Proliferative Retinopathy is treated with a retinal laser photocoagulation procedure called “Scatter Laser Treatment” or “Pan Retinal Photocoagulation”. The goal of Scatter Laser Treatment is to shrink abnormal blood vessels. We will place approximately 1,000 to 2,000 laser spots in areas of the retina away from the macula, causing the abnormal blood vessels to shrink. Since Scatter Laser Treatment requires a large number of laser spots, it is often necessary to use two or more sessions to complete the laser treatment.

Sometimes patients who have had Scatter Laser Photocoagulation will experience some loss of their side or peripheral vision, some loss of night vision and a decrease in color vision. However, Scatter Laser Treatment may be necessary to preserve the rest of your vision and stop the progression of the disease. Sometimes Scatter Laser Photocoagulation might be used in combination with intravitreal injections of Vascular Endothelial Growth (VEGF) Inhibitor such as Lucentis®, Avastin® or Eylea® Injections. When Scatter Laser Treatment with or without Vascular Endothelial Growth (VEGF) Inhibitors is unsuccessful in stopping the progression of the proliferative retinopathy and when a vitreous hemorrhage occurs and does not clear on its own, or when a retinal detachment develops, then a vitrectomy is often helpful. A vitrectomy

Pars Plana Vitrectomy Retina Group of Washington

involves inserting instruments into the eye, and removing the vitreous gel, any blood present in the vitreous cavity, and removing the scar tissue that has grown on the surface of the retina.

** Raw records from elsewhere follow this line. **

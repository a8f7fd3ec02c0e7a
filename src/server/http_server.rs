//! HTTP server implementation.

use std::net::SocketAddr;
use std::sync::Arc;

use log::{error, info, warn};
use tokio::io::{AsyncRead, AsyncReadExt, AsyncWrite, AsyncWriteExt};
use tokio::net::{lookup_host, TcpListener, TcpStream};
use tokio::signal;
use tokio::sync::{mpsc, Semaphore};
use tokio::task::JoinSet;

use crate::conn::Conn;
use crate::parser::{find_head_end, parse_request};
use crate::router::Router;
use crate::server::config::ServerConfig;
use crate::server::error::Error;
use crate::server::response::{HttpResponse, StatusCode};

/// An HTTP server driving a [`Router`].
pub struct HttpServer {
    /// The server configuration.
    pub config: ServerConfig,
    router: Router,
}

impl HttpServer {
    /// Create a server with the stock file routes, serving
    /// `config.public_dir`.
    pub fn new(config: ServerConfig) -> Self {
        let mut router = Router::with_defaults();
        router.set_public_dir(&config.public_dir);

        Self { config, router }
    }

    pub fn router(&self) -> &Router {
        &self.router
    }

    /// Register routes here before starting the server.
    pub fn router_mut(&mut self) -> &mut Router {
        &mut self.router
    }

    /// Resolve `host:port`, bind it and serve until Ctrl+C.
    pub async fn listen(mut self, host: &str, port: u16) -> Result<(), Error> {
        self.config.addr = lookup_host((host, port))
            .await?
            .next()
            .ok_or_else(|| Error::InternalError(format!("Could not resolve {host}:{port}")))?;

        self.start().await
    }

    /// Log the registered endpoints.
    fn display_server_info(router: &Router) {
        info!("Registered endpoints:");
        for (method, pattern) in router.routes().patterns() {
            let method = method.map_or("*", |m| m.as_str());
            info!("  {method} {pattern}");
        }
    }

    /// Set up the TCP listener.
    async fn setup_listener(&self) -> Result<TcpListener, Error> {
        let listener = TcpListener::bind(&self.config.addr).await?;
        info!("Server listening on http://{addr}", addr = self.config.addr);
        Ok(listener)
    }

    /// Set up a Ctrl+C handler for graceful shutdown.
    fn setup_ctrl_c_handler(shutdown_tx: mpsc::Sender<()>, tasks: &mut JoinSet<()>) {
        tasks.spawn(async move {
            match signal::ctrl_c().await {
                Ok(()) => {
                    info!("Received Ctrl+C, initiating graceful shutdown");
                    let _ = shutdown_tx.send(()).await;
                }
                Err(e) => {
                    error!("Error setting up Ctrl+C handler: {e}");
                }
            }
        });
    }

    /// Handle a new connection.
    async fn handle_new_connection(
        mut socket: TcpStream,
        addr: SocketAddr,
        semaphore: Arc<Semaphore>,
        router: Arc<Router>,
        config: Arc<ServerConfig>,
        tasks: &mut JoinSet<()>,
    ) {
        let permit = match semaphore.try_acquire_owned() {
            Ok(permit) => permit,
            Err(_) => {
                warn!("Connection limit reached, rejecting connection from {addr}");
                let response = HttpResponse::new(StatusCode::ServiceUnavailable)
                    .with_content_type("text/plain")
                    .with_body_string("Server is at capacity, please try again later");
                if let Err(e) = socket.write_all(&response.to_bytes()).await {
                    warn!("Could not reject {addr}: {e}");
                }
                return;
            }
        };

        tasks.spawn(async move {
            // The permit is dropped when the task completes, releasing the semaphore slot
            let _permit = permit;

            if let Err(e) = Self::handle_connection(&mut socket, &router, &config).await {
                warn!("Error handling connection from {addr}: {e}");
            }
        });
    }

    /// Handle connection errors.
    async fn handle_connection_error(e: std::io::Error) -> bool {
        error!("Error accepting connection: {e}");

        if e.kind() == std::io::ErrorKind::BrokenPipe {
            error!("Critical error accepting connection, shutting down");
            return true;
        }

        // For other errors, wait a bit before retrying
        tokio::time::sleep(tokio::time::Duration::from_millis(100)).await;
        false
    }

    /// Perform graceful shutdown.
    async fn perform_shutdown(tasks: &mut JoinSet<()>) {
        info!("Waiting for {len} active connections to complete...", len = tasks.len());
        let shutdown_timeout = tokio::time::Duration::from_secs(30);
        let drained = tokio::time::timeout(shutdown_timeout, async {
            while let Some(res) = tasks.join_next().await {
                if let Err(e) = res {
                    error!("Task failed during shutdown: {e}");
                }
            }
        })
        .await;

        if drained.is_err() {
            warn!("Shutdown timed out with {len} connections still open", len = tasks.len());
            tasks.abort_all();
        }

        info!("Server shutdown complete");
    }

    /// Start the server and listen for incoming connections.
    ///
    /// The router is frozen from here on; it is shared read-only by every
    /// connection task.
    pub async fn start(self) -> Result<(), Error> {
        Self::display_server_info(&self.router);

        let listener = self.setup_listener().await?;

        let semaphore = Arc::new(Semaphore::new(self.config.max_connections));
        let (shutdown_tx, mut shutdown_rx) = mpsc::channel::<()>(1);
        let mut tasks = JoinSet::new();

        Self::setup_ctrl_c_handler(shutdown_tx, &mut tasks);

        let config = Arc::new(self.config);
        let router = Arc::new(self.router);

        loop {
            tokio::select! {
                _ = shutdown_rx.recv() => {
                    info!("Shutting down server...");
                    break;
                }

                accept_result = listener.accept() => {
                    match accept_result {
                        Ok((socket, addr)) => {
                            Self::handle_new_connection(
                                socket,
                                addr,
                                semaphore.clone(),
                                router.clone(),
                                config.clone(),
                                &mut tasks,
                            ).await;
                        }
                        Err(e) => {
                            if Self::handle_connection_error(e).await {
                                break;
                            }
                        }
                    }
                }
            }
        }

        Self::perform_shutdown(&mut tasks).await;

        Ok(())
    }

    /// Serve a single request on `socket`.
    ///
    /// Reads the request, dispatches it, reads any file the handler asked
    /// for, and writes the one committed response.
    pub async fn handle_connection(
        socket: &mut (impl AsyncRead + AsyncWrite + Unpin),
        router: &Router,
        config: &ServerConfig,
    ) -> Result<(), Error> {
        let raw = match Self::read_request(socket, config).await {
            Ok(Some(raw)) => raw,
            Ok(None) => return Ok(()), // Connection closed
            Err(Error::PayloadTooLarge(limit)) => {
                let response = HttpResponse::new(StatusCode::PayloadTooLarge)
                    .with_content_type("text/plain")
                    .with_body_string(format!("Request exceeds {limit} bytes"));
                Self::write_response(socket, response).await?;
                return Err(Error::PayloadTooLarge(limit));
            }
            Err(e) => return Err(e),
        };

        let request = match parse_request(&raw) {
            Ok(request) => request,
            Err(e) => {
                let response = HttpResponse::new(StatusCode::BadRequest)
                    .with_content_type("text/plain")
                    .with_body_string(format!("Error parsing request: {e}"));
                Self::write_response(socket, response).await?;
                return Err(Error::ParseError(e));
            }
        };

        let mut conn = router.conn(request);
        router.dispatch(&mut conn);
        Self::complete_file(&mut conn).await;

        let response = conn.take_response().ok_or_else(|| {
            Error::InternalError(format!("No response committed for {}", conn.uri()))
        })?;

        Self::write_response(socket, response).await
    }

    /// Finish a deferred file response, if the handler started one.
    async fn complete_file(conn: &mut Conn) {
        let Some(path) = conn.pending_file().map(|path| path.to_path_buf()) else {
            return;
        };

        match tokio::fs::read(&path).await {
            Ok(contents) => conn.finish_file(contents),
            Err(e) => {
                warn!("Could not open {}: {e}", path.display());
                conn.fail_file();
            }
        }
    }

    /// Read one request: the head, then as many body bytes as
    /// `Content-Length` declares. `None` means the peer sent nothing.
    async fn read_request(
        socket: &mut (impl AsyncRead + Unpin),
        config: &ServerConfig,
    ) -> Result<Option<Vec<u8>>, Error> {
        let mut buf = Vec::with_capacity(config.read_buffer_size);
        let mut chunk = vec![0; config.read_buffer_size];

        loop {
            let n = socket.read(&mut chunk).await?;
            if n == 0 {
                break;
            }
            buf.extend_from_slice(&chunk[..n]);

            if buf.len() > config.max_request_size {
                return Err(Error::PayloadTooLarge(config.max_request_size));
            }

            if let Some(head_end) = find_head_end(&buf) {
                let body_len = parse_request(&buf[..head_end])
                    .ok()
                    .and_then(|head| head.content_length())
                    .unwrap_or(0);

                if head_end.saturating_add(body_len) > config.max_request_size {
                    return Err(Error::PayloadTooLarge(config.max_request_size));
                }
                if buf.len() >= head_end + body_len {
                    buf.truncate(head_end + body_len);
                    break;
                }
            }
        }

        Ok(if buf.is_empty() { None } else { Some(buf) })
    }

    async fn write_response(
        socket: &mut (impl AsyncWrite + Unpin),
        mut response: HttpResponse,
    ) -> Result<(), Error> {
        response.headers.replace_or_add("Connection", "close");
        socket.write_all(&response.to_bytes()).await?;
        socket.flush().await?;
        Ok(())
    }
}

Diabetic Macular Edema & Laser Treatment

Diabetic Macular Edema may treated with one of two types of retinal laser photocoagulation procedures called Focal Laser Treatment and Grid Laser Treatment. Focal Laser treatment is used to close leaking micro aneurysms in a limited area and Grid Laser treatment is used to treat a more diffuse swelling in the macula. With either type of laser treatment for Macular Edema, your doctor will place laser spots in the areas of retinal leakage surrounding the macula. These spots act to slow the leakage of fluid and reduce the amount of fluid in the retina. It is usually possible to complete these Laser Treatments in one session, however depending on the results additional treatment may be necessary. You may need to have Laser Treatment for Macular Edema more than once to control the leaking fluid. If you have Macular Edema in both eyes and require laser surgery, generally only one eye will be treated at a time. Laser treatment of Diabetic Macular Edema works to stabilize vision. In fact, laser treatment may reduce the risk of vision loss by 50 percent.  In most cases, early laser treatment and/or intravitreal injections of Vascular Endothelial Growth (VEGF) Inhibitor such as Lucentis®, Avastin® or Eylea® Injections will reduce the swelling and prevent further vision loss, but may not restore vision that has already been compromised. In a small number of cases, if vision is lost, it may be improved.  It is important to restate that this treatment is performed to keep vision form further declining, but does not usually result in improvement in vision already lost. This is why it is so crucial to have regular eye examinations as the goal is to diagnose vision-threatening disease before vision is compromised.